What to do ->
Everything from the top of the data below through the line with "enough to matter." should be duplicated exactly, and nothing past it.

Records shown ->
______________________________

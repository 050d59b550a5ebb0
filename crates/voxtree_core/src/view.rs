use crate::TREE_SCALE;

use glam::Vec3;
use serde::{Deserialize, Serialize};

/// The maximum distance at which nodes of tree depth `level` are near enough to matter.
/// Each level halves the boundary: finer cells must be closer to be worth sending or
/// rendering.
#[inline]
pub fn boundary_distance_for_level(level: u32, size_scale: f32) -> f32 {
    size_scale / 2.0f32.powi(level as i32)
}

/// Default scale-to-distance ratio. At this setting a cell of the universe's edge length
/// stays visible out to 400 universe widths, which keeps several levels of detail in
/// range at typical viewing distances.
pub const DEFAULT_LOD_SIZE_SCALE: f32 = TREE_SCALE * 400.0;

/// Scale-to-distance policy for LOD decisions. `level_adjust` biases every node's
/// effective level, trading resolution for bandwidth.
#[derive(Clone, Copy, Debug, Deserialize, Serialize)]
pub struct LodPolicy {
    pub size_scale: f32,
    pub level_adjust: u32,
}

impl Default for LodPolicy {
    fn default() -> Self {
        Self {
            size_scale: DEFAULT_LOD_SIZE_SCALE,
            level_adjust: 0,
        }
    }
}

impl LodPolicy {
    #[inline]
    pub fn boundary_distance(&self, level: u32) -> f32 {
        boundary_distance_for_level(level + self.level_adjust, self.size_scale)
    }
}

/// The consumer's eye point, in world units.
#[derive(Clone, Copy, Debug, Deserialize, Serialize)]
pub struct Viewer {
    pub position: Vec3,
}

impl Viewer {
    #[inline]
    pub fn new(position: Vec3) -> Self {
        Self { position }
    }
}

// ████████╗███████╗███████╗████████╗
// ╚══██╔══╝██╔════╝██╔════╝╚══██╔══╝
//    ██║   █████╗  ███████╗   ██║
//    ██║   ██╔══╝  ╚════██║   ██║
//    ██║   ███████╗███████║   ██║
//    ╚═╝   ╚══════╝╚══════╝   ╚═╝
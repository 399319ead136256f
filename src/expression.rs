// src/expression.rs
use serde_json::Value;
use tracing::debug;

use crate::context::Context;
use crate::errors::{EvalError, Result};
use crate::functions::{dispatch, describe_arity, Registry};
use crate::invoke::{apply, bind, call, Callee};
use crate::parser::{ParseError, Parser};
use crate::seq::{filter_values, map_values, reduce_values};
use crate::values::type_name;

#[derive(Debug, Clone, PartialEq)]
pub enum ENode {
    Call { name: String, args: Vec<ENode> },
    /// Bare identifier: a reference to a registered function.
    Ref(String),
    Literal(Value),
    Array(Vec<ENode>),
}

impl From<ParseError> for EvalError {
    fn from(e: ParseError) -> Self {
        EvalError::Parse(e.to_string())
    }
}

pub fn parse_expr(input: &str) -> std::result::Result<ENode, ParseError> {
    let mut p = EParser::new(input);
    let node = p.parse_node()?;
    p.parser.skip_ws();
    if !p.parser.eof() {
        return Err(ParseError::InvalidSyntax(format!(
            "trailing input at {}",
            p.parser.position()
        )));
    }
    Ok(node)
}

/// Deepest `[`/`(` nesting accepted by the parser.
pub const MAX_DEPTH: usize = 128;

struct EParser<'a> {
    parser: Parser<'a>,
    depth: usize,
}

impl<'a> EParser<'a> {
    fn new(s: &'a str) -> Self {
        Self {
            parser: Parser::new(s),
            depth: 0,
        }
    }

    fn parse_node(&mut self) -> std::result::Result<ENode, ParseError> {
        self.parser.skip_ws();
        match self.parser.peek_char() {
            Some('"') | Some('\'') => {
                let s = self.parser.parse_quoted_string()?;
                return Ok(ENode::Literal(Value::String(s)));
            }
            Some(c) if c == '-' || c.is_ascii_digit() => {
                return Ok(ENode::Literal(self.parser.parse_number_literal()?));
            }
            Some('[') => {
                self.parser.consume_char('[');
                let items = self.parse_list(']')?;
                return Ok(ENode::Array(items));
            }
            _ => {}
        }
        let name = self.parser.parse_identifier()?;
        self.parser.skip_ws();
        if self.parser.consume_char('(') {
            let args = self.parse_list(')')?;
            return Ok(ENode::Call { name, args });
        }
        Ok(match name.as_str() {
            "true" => ENode::Literal(Value::Bool(true)),
            "false" => ENode::Literal(Value::Bool(false)),
            "null" => ENode::Literal(Value::Null),
            _ => ENode::Ref(name),
        })
    }

    /// Comma separated nodes up to and including `close`.
    fn parse_list(&mut self, close: char) -> std::result::Result<Vec<ENode>, ParseError> {
        if self.depth >= MAX_DEPTH {
            return Err(ParseError::InvalidSyntax(format!(
                "nesting too deep at {}",
                self.parser.position()
            )));
        }
        self.depth += 1;
        let items = self.parse_items(close);
        self.depth -= 1;
        items
    }

    fn parse_items(&mut self, close: char) -> std::result::Result<Vec<ENode>, ParseError> {
        let mut out = Vec::new();
        self.parser.skip_ws();
        if self.parser.consume_char(close) {
            return Ok(out);
        }
        loop {
            out.push(self.parse_node()?);
            self.parser.skip_ws();
            if self.parser.consume_char(',') {
                continue;
            }
            self.parser.expect(close)?;
            return Ok(out);
        }
    }
}

fn check_arg_count(name: &str, args: &[ENode], min: usize, max: usize) -> Result<()> {
    if args.len() < min || args.len() > max {
        return Err(EvalError::Arity {
            name: name.to_string(),
            expected: describe_arity(&(min..=max)),
            got: args.len(),
        });
    }
    Ok(())
}

/// Evaluates expression trees against a function registry.
///
/// `call`, `apply`, `bind`, `filter`, `map`, `reduce` and `json` are evaluated here
/// because they take function references or contexts; every other call goes to the
/// registry with an empty context.
pub struct Evaluator {
    registry: Registry,
}

impl Evaluator {
    pub fn new(registry: Registry) -> Self {
        Self { registry }
    }

    pub fn registry(&self) -> &Registry {
        &self.registry
    }

    pub fn eval(&self, expr: &str) -> Result<Value> {
        let ast = parse_expr(expr)?;
        debug!(?ast, "parsed expression");
        Ok(self.eval_ast(&ast)?.into_value())
    }

    pub fn eval_ast(&self, node: &ENode) -> Result<Callee> {
        match node {
            ENode::Literal(v) => Ok(Callee::Value(v.clone())),
            ENode::Ref(name) => self
                .registry
                .get(name)
                .map(Callee::Function)
                .ok_or_else(|| EvalError::UnknownFunction(name.clone())),
            ENode::Array(items) => {
                let values = items
                    .iter()
                    .map(|n| self.eval_data(n))
                    .collect::<Result<Vec<_>>>()?;
                Ok(Callee::Value(Value::Array(values)))
            }
            ENode::Call { name, args } => self.eval_call(name, args),
        }
    }

    fn eval_data(&self, node: &ENode) -> Result<Value> {
        match self.eval_ast(node)? {
            Callee::Value(v) => Ok(v),
            Callee::Function(f) => Err(EvalError::Runtime(format!(
                "function {} used where a value is expected",
                f.name()
            ))),
        }
    }

    fn eval_array(&self, name: &str, node: &ENode) -> Result<Vec<Value>> {
        match self.eval_data(node)? {
            Value::Array(items) => Ok(items),
            other => Err(EvalError::Runtime(format!(
                "{name} expects an array, got {}",
                type_name(&other)
            ))),
        }
    }

    fn eval_context(&self, node: Option<&ENode>) -> Result<Context> {
        match node {
            Some(n) => Context::from_value(self.eval_data(n)?),
            None => Ok(Context::new()),
        }
    }

    fn eval_call(&self, name: &str, args: &[ENode]) -> Result<Callee> {
        let value = match name {
            "json" => {
                check_arg_count(name, args, 1, 1)?;
                let text = match self.eval_data(&args[0])? {
                    Value::String(s) => s,
                    other => {
                        return Err(EvalError::Runtime(format!(
                            "json expects a string, got {}",
                            type_name(&other)
                        )))
                    }
                };
                serde_json::from_str::<Value>(&text)
                    .map_err(|e| EvalError::Parse(format!("invalid JSON: {e}")))?
            }
            "call" => {
                check_arg_count(name, args, 1, usize::MAX)?;
                let f = self.eval_ast(&args[0])?;
                f.as_function()?;
                let mut ctx = self.eval_context(args.get(1))?;
                let rest = args
                    .iter()
                    .skip(2)
                    .map(|n| self.eval_data(n))
                    .collect::<Result<Vec<_>>>()?;
                call(&f, Some(&mut ctx), rest)?
            }
            "apply" => {
                check_arg_count(name, args, 1, 3)?;
                let f = self.eval_ast(&args[0])?;
                f.as_function()?;
                let mut ctx = self.eval_context(args.get(1))?;
                let list = args.get(2).map(|n| self.eval_data(n)).transpose()?;
                apply(&f, Some(&mut ctx), list.as_ref())?
            }
            "bind" => {
                check_arg_count(name, args, 1, usize::MAX)?;
                let f = self.eval_ast(&args[0])?;
                f.as_function()?;
                let ctx = self.eval_context(args.get(1))?;
                let rest = args
                    .iter()
                    .skip(2)
                    .map(|n| self.eval_data(n))
                    .collect::<Result<Vec<_>>>()?;
                return bind(&f, Some(ctx), rest);
            }
            "filter" => {
                check_arg_count(name, args, 2, 2)?;
                let seq = self.eval_array(name, &args[0])?;
                let predicate = self.eval_ast(&args[1])?;
                Value::Array(filter_values(&seq, &predicate)?)
            }
            "map" => {
                check_arg_count(name, args, 2, 2)?;
                let seq = self.eval_array(name, &args[0])?;
                let transform = self.eval_ast(&args[1])?;
                Value::Array(map_values(&seq, &transform)?)
            }
            "reduce" => {
                check_arg_count(name, args, 2, 3)?;
                let seq = self.eval_array(name, &args[0])?;
                let combine = self.eval_ast(&args[1])?;
                let seed = args.get(2).map(|n| self.eval_data(n)).transpose()?;
                reduce_values(&seq, &combine, seed)?
            }
            _ => {
                let f = self
                    .registry
                    .get(name)
                    .ok_or_else(|| EvalError::UnknownFunction(name.to_string()))?;
                let values = args
                    .iter()
                    .map(|n| self.eval_data(n))
                    .collect::<Result<Vec<_>>>()?;
                dispatch(f.as_ref(), &Context::new(), &values)?
            }
        };
        Ok(Callee::Value(value))
    }
}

______________________________

The completed task ->
repository 050d59b550a5ebb0
filename crates/voxtree_core/src/view.rs
use crate::TREE_SCALE;

use glam::Vec3;
use serde::{Deserialize, Serialize};

/// The maximum distance at which nodes of tree depth `level` are near enough to matter.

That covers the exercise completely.